Court Opinion

ID: 9510982
Source: CourtListenerOpinion
Date Created: 2023-08-06 22:00:52.947864+00
Date Added: 2024-06-11T09:08:08.575422
License: Public Domain

JUSTICE NELSON
specially concurs.
¶71 I concur in our decision. I write separately only to emphasize a point alluded to at ¶ 66.
¶72 As I stated in my concurrence to our decision in State v. Weldy (1995), 273 Mont. 68, 80, 902 P.2d 1, 8, the failure to give a specific unanimity instruction followed as a natural consequence of the way Pope was charged. The amended information charged Pope in Count I as follows:
On or about November 29, 1993, the above-named Defendant knowingly had sexual intercourse without consent with Jane Doe and/or Susan Doe. Both suffered bodily injury.1
¶73 As our decision recognizes, there were two separate victims of Pope’s conduct in this case, A.J. and M.J. That being the case, it follows that two separate offenses of sexual intercourse without consent were allegedly committed. Sections 46-11-404(1) and (3), MCA (1991), provide:
(1) Two or more offenses or different statements of the same offense may be charged in the same charging document in a separate count, or alternatively, if the offenses charged, whether felonies or misdemeanors or both, are of the same or similar character or are based on the same transactions connected together or constituting parts of a common scheme or plan. Allegations made in one count may be incorporated by reference in another count. [Emphasis added.]
(3) The prosecution is not required to elect between the different offenses set forth in the charging document, and the defendant may be convicted of any number of the offenses charged except as provided in 46-11-410. Each offense of which the defendant is convicted must he stated in the verdict or the finding of the court. [Emphasis added.]
¶74 Properly interpreted, this statutory language allows the prosecution the discretion to charge different offenses or different statements of the same offense in one information or charging document, but requires that separate offenses, as in the case at bar, be charged in separate counts.
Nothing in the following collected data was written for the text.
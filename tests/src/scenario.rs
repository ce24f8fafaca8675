//! Scenario definition and runner.

use branchline_catalog::{Catalog, InMemoryCatalog};
use branchline_core::{CatalogPath, CommandResult, SessionOptions, Statement, VersionReference};
use branchline_mutation::RefreshObserver;
use branchline_session::{DdlEngine, EngineConfig, EngineResult};
use std::sync::Arc;

use crate::assertion::Assertion;
use crate::error::{ScenarioError, ScenarioResult};

struct Step {
    name: String,
    statement: Statement,
    session: SessionOptions,
    assertion: Assertion,
}

/// A sequence of statements run against one engine.
pub struct Scenario {
    name: String,
    catalog: Option<Arc<InMemoryCatalog>>,
    config: EngineConfig,
    observer: Option<Arc<dyn RefreshObserver>>,
    core_only: bool,
    session: SessionOptions,
    steps: Vec<Step>,
}

/// What a finished scenario leaves behind for further inspection.
pub struct ScenarioRun {
    pub catalog: Arc<InMemoryCatalog>,
    pub engine: DdlEngine,
    pub outcomes: Vec<EngineResult<Vec<CommandResult>>>,
}

impl Scenario {
    pub fn new(name: impl Into<String>) -> Self {
        Self {
            name: name.into(),
            catalog: None,
            config: EngineConfig::default(),
            observer: None,
            core_only: false,
            session: SessionOptions::new("tester"),
            steps: Vec::new(),
        }
    }

    pub fn catalog(mut self, catalog: Arc<InMemoryCatalog>) -> Self {
        self.catalog = Some(catalog);
        self
    }

    pub fn config(mut self, config: EngineConfig) -> Self {
        self.config = config;
        self
    }

    pub fn observer(mut self, observer: Arc<dyn RefreshObserver>) -> Self {
        self.observer = Some(observer);
        self
    }

    /// Build the engine without extension handlers.
    pub fn core_only(mut self) -> Self {
        self.core_only = true;
        self
    }

    /// Session used by every step added after this call.
    pub fn session(mut self, session: SessionOptions) -> Self {
        self.session = session;
        self
    }

    /// Add a step with its expected outcome.
    pub fn step<F>(mut self, name: impl Into<String>, statement: Statement, f: F) -> Self
    where
        F: FnOnce(Assertion) -> Assertion,
    {
        self.steps.push(Step {
            name: name.into(),
            statement,
            session: self.session.clone(),
            assertion: f(Assertion::new()),
        });
        self
    }

    /// Run every step in order, stopping at the first mismatch.
    pub fn run(self) -> ScenarioResult<ScenarioRun> {
        crate::init_logging();

        let catalog = self.catalog.ok_or_else(|| ScenarioError::MissingCatalog {
            scenario: self.name.clone(),
        })?;

        let shared: Arc<dyn Catalog> = catalog.clone();
        let mut builder = DdlEngine::builder(shared).config(self.config);
        if let Some(observer) = self.observer {
            builder = builder.observer(observer);
        }
        if self.core_only {
            builder = builder.without_extensions();
        }
        let engine = builder.build();

        let mut outcomes = Vec::with_capacity(self.steps.len());
        for step in self.steps {
            let sql = step.statement.to_string();
            log::debug!("[{}] {}: {}", self.name, step.name, sql);

            let outcome = engine.execute(&sql, &step.statement, &step.session);
            step.assertion
                .check(&outcome)
                .map_err(|reason| ScenarioError::step_failed(&self.name, &step.name, &sql, reason))?;
            outcomes.push(outcome);
        }

        Ok(ScenarioRun {
            catalog,
            engine,
            outcomes,
        })
    }
}

impl ScenarioRun {
    /// Current column names of `table`, read at the default reference.
    pub fn columns(&self, table: &str) -> Vec<String> {
        self.columns_at(table, &VersionReference::Unspecified)
    }

    /// Column names of `table` at `version`. Empty if the table is absent.
    pub fn columns_at(
        &self,
        table: &str,
        version: &VersionReference,
    ) -> Vec<String> {
        let Ok(path) = CatalogPath::parse(table) else {
            return Vec::new();
        };
        match self.catalog.get_table_no_resolve(&path, version) {
            Ok(Some(info)) => info
                .schema
                .field_names()
                .map(str::to_string)
                .collect(),
            _ => Vec::new(),
        }
    }
}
Weldy, 273 Mont. at 78, 902 P.2d at 7 *402(Nelson, J., concurring).
¶75 This statutory language does not contemplate what the prosecution did here-combine two separate offenses into one count by using language allowing for alternative choices. This sort of charging leads inevitably to jury confusion and, absent the trial judge giving a specific unanimity instruction, one can never be sure whether the jury unanimously agreed that the accused was guilty of crime A, crime B, or both. See also State v. Hardaway, 2001 MT 252, ¶¶ 8, 63-72, 307 Mont. 139, ¶¶ 8, 63-72, 36 P.3d 900, ¶¶ 8, 63-72 (holding that the trial court committed reversible error in failing to dismiss an amended information that charged the accused with committing burglary by entering the victim’s home with the intent to commit “either a theft or a sexual crime” and in failing to give a specific unanimity instruction, noting that “if an accused is charged in the alternative, the jury must be clearly instructed that it is required to reach a unanimous verdict as to each individual alternative.”); Brian M. Morris, Something Upon Which We Can All Agree: Requiring a Unanimous Jury Verdict in Criminal Cases, 62 Mont.L.Rev. 1, 24-34, (2001) (discussing in-depth the legal necessity for specific unanimity instructions under various scenarios under both federal and state law and also discussing the charging problem raised in Weldy).
¶76 Had Pope been properly charged, specific unanimity would have never become a problem, because the jury would have had to render its decision on each separate count-one count for A. J. and one count for M.J.-and, likewise, would have had to state its decision on each separate count on the verdict form.
¶77 Because of the way Pope was charged and because of the trial court’s failure to give a specific unanimity instruction, we do not know whether the jury believed Pope raped A.J., M.J., or both women. Indeed, as a consequence, we cannot say for certain that Pope was convicted of raping either victim.
¶78 I concur.

Jane Doe and Susan Doe are A.J. and M.J.